**Instructions for the task**: Search the data below, and report every line in which "PathBuf" occurs.

[[ Data supplied, beginning ]]

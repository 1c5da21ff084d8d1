mod browser;
mod common;
mod logic;

use anyhow::{Context, Result};
use clap::{Parser, ValueEnum};
use colored::Colorize;
use std::fs::File;
use std::io::{BufWriter, Write, stdout};
use std::path::PathBuf;
use std::time::Instant;

use browser::{BrowserConfig, BrowserKind, StorefrontPage, new_session};
use common::scenario::{ScenarioCtx, get_scenario, list_scenarios};
use common::{artifacts_dir, capture_artifacts, split_csv};
use logic::{LogicTester, ScenarioResult};

#[derive(Debug, Clone, Copy, ValueEnum)]
pub enum TestMode {
    /// Seeded checks over the booking logic (fast, no browser)
    Logic,
    /// Drive a running storefront through WebDriver
    Browser,
    /// Run both logic and browser tests
    Both,
}

#[derive(Debug, Clone, Copy, ValueEnum)]
pub enum HeadlessMode {
    /// Run browsers in headless mode
    Headless,
    /// Run browsers with visible windows
    Windowed,
}

impl HeadlessMode {
    const fn is_headless(self) -> bool {
        matches!(self, Self::Headless)
    }
}

#[derive(Debug, Clone, Copy, PartialEq, Eq, ValueEnum)]
pub enum ReportFormat {
    Console,
    Json,
    Markdown,
}

#[derive(Debug, Parser)]
#[command(name = "cinema-tester", version)]
#[command(about = "Automated QA for the cinema storefront - booking logic checks and browser runs")]
struct Args {
    /// Test mode: logic (fast), browser (visual), or both
    #[arg(long, value_enum, default_value_t = TestMode::Logic)]
    mode: TestMode,

    /// Scenarios to run (comma-separated, `all` for every one)
    #[arg(long, default_value = "smoke")]
    scenarios: String,

    /// List all available scenarios and exit
    #[arg(long)]
    list_scenarios: bool,

    /// Seeds to run (comma-separated)
    #[arg(long, default_value = "1337")]
    seeds: String,

    /// Iterations per scenario and seed (logic mode only)
    #[arg(long, default_value_t = 10)]
    iterations: usize,

    /// Output report format
    #[arg(long, value_enum, default_value_t = ReportFormat::Console)]
    report: ReportFormat,

    /// Verbose output
    #[arg(short, long)]
    verbose: bool,

    /// Optional path to write the report output instead of stdout
    #[arg(long)]
    output: Option<PathBuf>,

    // Browser-specific options
    /// Browsers to run (chrome,edge,firefox,safari) - browser mode only
    #[arg(long, default_value = "chrome")]
    browsers: String,

    /// Base URL of the running storefront
    #[arg(long, default_value = "http://localhost:8080")]
    base_url: String,

    /// Booking query for a screening the backend knows about
    #[arg(long, default_value = "cinema=1&movie=1&date=2025-01-01&time=19:00")]
    booking_query: String,

    /// Artifacts directory for screenshots and DOM dumps
    #[arg(long, default_value = "target/test-artifacts")]
    artifacts_dir: String,

    /// Connect to a Selenium Grid/Appium hub instead of local drivers
    #[arg(long)]
    hub: Option<String>,

    /// Run headless where supported
    #[arg(long, value_enum, default_value_t = HeadlessMode::Headless)]
    headless: HeadlessMode,
}

#[tokio::main]
async fn main() -> Result<()> {
    env_logger::init();
    let args = Args::parse();

    if maybe_list_scenarios(&args)? {
        return Ok(());
    }

    announce_banner();

    let start_time = Instant::now();
    let scenarios = expand_scenarios(&args.scenarios);
    let seeds = parse_seeds(&args.seeds)?;

    let results = run_logic_scenarios(&args, &scenarios, &seeds);
    let browser_failures = run_browser_scenarios(&args, &scenarios).await;

    write_reports(&args, &results, start_time)?;

    if results.iter().any(|r| !r.passed) || browser_failures > 0 {
        std::process::exit(1);
    }

    Ok(())
}

fn maybe_list_scenarios(args: &Args) -> Result<bool> {
    if !args.list_scenarios {
        return Ok(false);
    }
    let mut output_target = OutputTarget::new(args.output.clone())?;
    writeln!(output_target.writer(), "Available scenarios:")?;
    for (key, description) in list_scenarios() {
        writeln!(output_target.writer(), "  {key:25} - {description}")?;
    }
    output_target.flush_inner()?;
    Ok(true)
}

fn announce_banner() {
    println!("{}", "🎬 Cinema Automated Tester".bright_cyan().bold());
    println!("{}", "==========================".cyan());
}

fn expand_scenarios(scenarios_arg: &str) -> Vec<String> {
    let mut scenarios = split_csv(scenarios_arg);
    if scenarios.iter().any(|s| s == "all") {
        scenarios.retain(|s| s != "all");
        for (key, _) in list_scenarios() {
            if !scenarios.iter().any(|s| s == key) {
                scenarios.push(key.to_string());
            }
        }
    }
    scenarios
}

fn parse_seeds(raw: &str) -> Result<Vec<u64>> {
    split_csv(raw)
        .iter()
        .map(|s| s.parse::<u64>().with_context(|| format!("`{s}` is not a seed")))
        .collect()
}

fn build_browser_config(args: &Args) -> BrowserConfig {
    BrowserConfig {
        headless: args.headless.is_headless(),
        implicit_wait_secs: 3,
        remote_hub: args.hub.clone(),
    }
}

fn run_logic_scenarios(args: &Args, scenarios: &[String], seeds: &[u64]) -> Vec<ScenarioResult> {
    let mut results = Vec::new();
    if !matches!(args.mode, TestMode::Logic | TestMode::Both) {
        return results;
    }

    println!("{}", "🧠 Running Logic Tests".bright_yellow().bold());
    println!("{}", "-".repeat(30).yellow());

    let tester = LogicTester::new(args.verbose);
    for scenario_name in scenarios {
        let Some(scenario) = get_scenario(scenario_name) else {
            eprintln!("⚠️  Unknown scenario: {}", scenario_name.yellow());
            continue;
        };
        if let Some(logic_scenario) = scenario.as_logic_scenario() {
            results.extend(tester.run_scenario(&logic_scenario, seeds, args.iterations));
        } else {
            eprintln!("⚠️  Scenario {} has no logic run", scenario_name.yellow());
        }
    }
    results
}

/// Runs every scenario in every browser; returns how many runs failed.
async fn run_browser_scenarios(args: &Args, scenarios: &[String]) -> usize {
    if !matches!(args.mode, TestMode::Browser | TestMode::Both) {
        return 0;
    }

    println!("{}", "🌐 Running Browser Tests".bright_blue().bold());
    println!("{}", "-".repeat(30).blue());

    let mut failures = 0;
    for browser_name in split_csv(&args.browsers) {
        let Some(kind) = BrowserKind::parse(&browser_name) else {
            eprintln!("⚠️  Unknown browser: {}", browser_name.yellow());
            continue;
        };
        let driver = match new_session(kind, &build_browser_config(args)).await {
            Ok(d) => d,
            Err(e) => {
                eprintln!("❌ Could not start {}: {e}", kind.label());
                failures += 1;
                continue;
            }
        };
        failures += run_browser_scenarios_for_driver(args, scenarios, kind, &driver).await;
        if let Err(e) = driver.quit().await {
            log::warn!("closing {} session: {e}", kind.label());
        }
    }
    failures
}

async fn run_browser_scenarios_for_driver(
    args: &Args,
    scenarios: &[String],
    kind: BrowserKind,
    driver: &thirtyfour::WebDriver,
) -> usize {
    let mut failures = 0;
    for scenario_name in scenarios {
        let Some(scenario) = get_scenario(scenario_name) else {
            continue;
        };
        let ctx = ScenarioCtx {
            page: StorefrontPage::new(driver, &args.base_url),
            booking_query: args.booking_query.clone(),
            verbose: args.verbose,
        };
        let label = kind.label();
        let scenario_start = Instant::now();
        match scenario.run_browser(driver, &ctx).await {
            Ok(()) => {
                println!("✅ [{}] {} - {:?}", label.green(), scenario_name, scenario_start.elapsed());
            }
            Err(e) => {
                failures += 1;
                eprintln!(
                    "❌ [{}] {} - {:?}: {:#}",
                    label.red(),
                    scenario_name,
                    scenario_start.elapsed(),
                    e
                );
                let dir = artifacts_dir(&args.artifacts_dir, label, scenario_name);
                match capture_artifacts(driver, &dir, &e).await {
                    Ok(files) => log::info!("saved {} artifacts to {}", files.len(), dir.display()),
                    Err(capture) => log::warn!("could not save artifacts to {}: {capture:#}", dir.display()),
                }
            }
        }
    }
    failures
}

fn write_reports(args: &Args, results: &[ScenarioResult], start_time: Instant) -> Result<()> {
    let mut output_target = OutputTarget::new(args.output.clone())?;
    match args.report {
        ReportFormat::Json => logic::reports::generate_json_report(&mut output_target, results)?,
        ReportFormat::Markdown => {
            if results.is_empty() {
                writeln!(&mut output_target, "# Cinema Logic Test Results\n\n_No scenarios executed._")?;
            } else {
                logic::reports::generate_markdown_report(&mut output_target, results)?;
            }
        }
        ReportFormat::Console => {
            if results.is_empty() {
                writeln!(&mut output_target, "No logic scenarios executed.")?;
            } else {
                logic::reports::generate_console_report(&mut output_target, results, start_time.elapsed())?;
            }
            writeln!(&mut output_target)?;
            writeln!(&mut output_target, "🏁 Total time: {:?}", start_time.elapsed())?;
        }
    }
    output_target.flush_inner()?;
    Ok(())
}

enum OutputTarget {
    Stdout(BufWriter<std::io::Stdout>),
    File(BufWriter<File>),
}

impl OutputTarget {
    fn new(path: Option<PathBuf>) -> Result<Self> {
        if let Some(path) = path {
            let file = File::create(&path).with_context(|| format!("failed to create {}", path.display()))?;
            Ok(Self::File(BufWriter::new(file)))
        } else {
            Ok(Self::Stdout(BufWriter::new(stdout())))
        }
    }

    fn writer(&mut self) -> &mut dyn Write {
        match self {
            Self::Stdout(w) => w,
            Self::File(w) => w,
        }
    }

    fn flush_inner(&mut self) -> std::io::Result<()> {
        match self {
            Self::Stdout(w) => w.flush(),
            Self::File(w) => w.flush(),
        }
    }
}

impl Write for OutputTarget {
    fn write(&mut self, buf: &[u8]) -> std::io::Result<usize> {
        self.writer().write(buf)
    }

    fn flush(&mut self) -> std::io::Result<()> {
        self.flush_inner()
    }
}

[[ Data supplied, end ]]

**Response for this exercise**:
use std::path::PathBuf;
    output: Option<PathBuf>,
    fn new(path: Option<PathBuf>) -> Result<Self> {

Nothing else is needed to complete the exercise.